CHAPTER 9

Give Your Team More-Effective Positive Feedback

by Christine Porath

Research shows that one of the best ways to help employees thrive is to give them feedback. It’s one of the primary levers leaders have to increase a sense of learning and vitality.1 Giving your direct reports regular updates on personal performance, as well as on how the business is doing, helps them feel valued. Negative or directive feedback provides guidance, leading people to become, over time, more certain about their behavior and more confident in their competence.

Highlighting an employee’s strengths can help generate a sense of accomplishment and motivation. A Gallup survey on the state of the American manager found that 67% of employees whose bosses focused on their strengths were fully engaged in their work, as compared with only 31% of employees whose bosses focused on their weaknesses. IBM’s WorkTrends survey of over 19,000 workers in 26 countries, across industries and thousands of organizations, revealed that the engagement level of employees who receive recognition is almost three times higher than the engagement level of those who do not. The same survey showed that employees who receive recognition are also far less likely to quit. Recognition has been shown to increase happiness at work in general and is tied to cultural and business results, such as job satisfaction and retention.

Offering positive feedback can generate wins for managers, too. High performers offer more positive feedback to peers; in fact, high-performing teams share nearly six times more positive feedback than average teams.2 Meanwhile, low-performing teams share nearly twice as much negative feedback as average teams.

Consider which of your team members’ positive contributions you currently take for granted. Make a list and start praising team members for their strengths when you see them in action—and try to catch people at it in the moment. The more specific you are, the better. The more you notice what’s meaningful to a person, the greater your potential impact will be. Some people prefer a pat on the back in private; others want to bask in the glory of a crowd.

If you don’t tend to give much feedback, start scheduling one-on-one meetings. Tell each individual what you want them to start, stop, and continue doing. See if you can list a few straightforward actions for each of these prompts. You may ask one employee to start speaking up and sharing their ideas in a meeting, and stop being critical if they don’t voice their concerns during the production process. You might compliment them on their creative design ideas and their efforts in mentoring employees. Let your employee know that you appreciate these efforts—and that you’d love for them to continue doing these specifics.

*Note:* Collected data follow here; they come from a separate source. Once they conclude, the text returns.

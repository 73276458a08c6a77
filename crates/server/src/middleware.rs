use axum::extract::Request;
use axum::middleware::Next;
use axum::response::Response;

use crate::context::RequestId;

/// Logging middleware
///
/// Assigns the request's [`RequestId`] and logs under it, so these events
/// correlate with the handler's execution context.
pub async fn log_requests(mut request: Request, next: Next) -> Response {
    let method = request.method().clone();
    let uri = request.uri().clone();
    let start = std::time::Instant::now();

    let request_id = RequestId::from_headers(request.headers());
    request.extensions_mut().insert(request_id.clone());

    tracing::debug!(
        method = %method,
        uri = %uri,
        request_id = %request_id.as_str(),
        "Request started"
    );

    let response = next.run(request).await;
    let duration = start.elapsed();
    let status = response.status();

    tracing::info!(
        method = %method,
        uri = %uri,
        status = %status.as_u16(),
        duration_ms = %duration.as_millis(),
        request_id = %request_id.as_str(),
        "Request completed"
    );

    response
}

There are several things you can do to make your feedback even more powerful and productive.

Try to understand the emotions the feedback recipient may be feeling

In a straightforward and honest way, explain the reason for the feedback. Imagine that you’re giving yourself the feedback: How would you want to hear it? Make sure to focus on the future: What can your employee do to move forward?

Pay attention to your facial expressions when you deliver feedback

How you say things is just as important as what you’re saying. Researcher Marie Dasborough studied the effects of delivery on feedback when she observed two groups: one whose members received negative feedback accompanied by positive emotional signals, such as nods and smiles, and one whose members received positive feedback delivered with frowns and narrowed eyes. People who received positive feedback accompanied by negative emotional signals reported feeling worse about their performance than participants who received good-natured negative feedback. The delivery of feedback can often be more important than the message itself.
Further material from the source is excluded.